*Task prompt*. Report each line of the entries that includes "AppState" by copying it.

[Excerpts from a dataset]
.....

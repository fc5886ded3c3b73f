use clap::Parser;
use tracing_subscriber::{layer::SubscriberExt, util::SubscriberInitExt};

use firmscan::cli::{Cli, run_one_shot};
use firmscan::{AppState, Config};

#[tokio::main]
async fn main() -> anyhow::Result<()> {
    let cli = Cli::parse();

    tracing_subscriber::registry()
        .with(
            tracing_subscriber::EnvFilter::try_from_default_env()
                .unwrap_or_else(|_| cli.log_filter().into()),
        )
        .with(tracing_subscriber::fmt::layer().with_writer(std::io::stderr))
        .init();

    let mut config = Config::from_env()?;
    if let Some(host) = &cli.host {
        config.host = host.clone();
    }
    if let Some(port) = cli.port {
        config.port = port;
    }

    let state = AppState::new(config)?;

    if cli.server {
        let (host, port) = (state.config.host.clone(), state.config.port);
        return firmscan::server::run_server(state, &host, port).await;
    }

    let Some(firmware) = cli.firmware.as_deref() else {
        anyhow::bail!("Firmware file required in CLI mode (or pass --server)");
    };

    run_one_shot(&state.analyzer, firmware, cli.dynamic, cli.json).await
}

.....

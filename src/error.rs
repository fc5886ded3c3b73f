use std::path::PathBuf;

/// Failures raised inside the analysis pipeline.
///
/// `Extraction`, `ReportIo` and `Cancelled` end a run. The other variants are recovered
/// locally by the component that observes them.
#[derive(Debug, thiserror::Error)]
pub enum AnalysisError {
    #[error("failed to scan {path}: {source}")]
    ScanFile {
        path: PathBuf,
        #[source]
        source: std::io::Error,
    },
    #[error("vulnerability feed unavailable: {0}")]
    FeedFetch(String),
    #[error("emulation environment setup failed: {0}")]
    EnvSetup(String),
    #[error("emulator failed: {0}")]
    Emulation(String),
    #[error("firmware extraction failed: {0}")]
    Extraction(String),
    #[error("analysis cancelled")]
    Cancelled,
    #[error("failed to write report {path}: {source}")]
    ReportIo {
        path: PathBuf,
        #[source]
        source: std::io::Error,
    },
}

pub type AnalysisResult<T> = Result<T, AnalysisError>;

.....

*Solution for this exercise*.
use firmscan::{AppState, Config};
    let state = AppState::new(config)?;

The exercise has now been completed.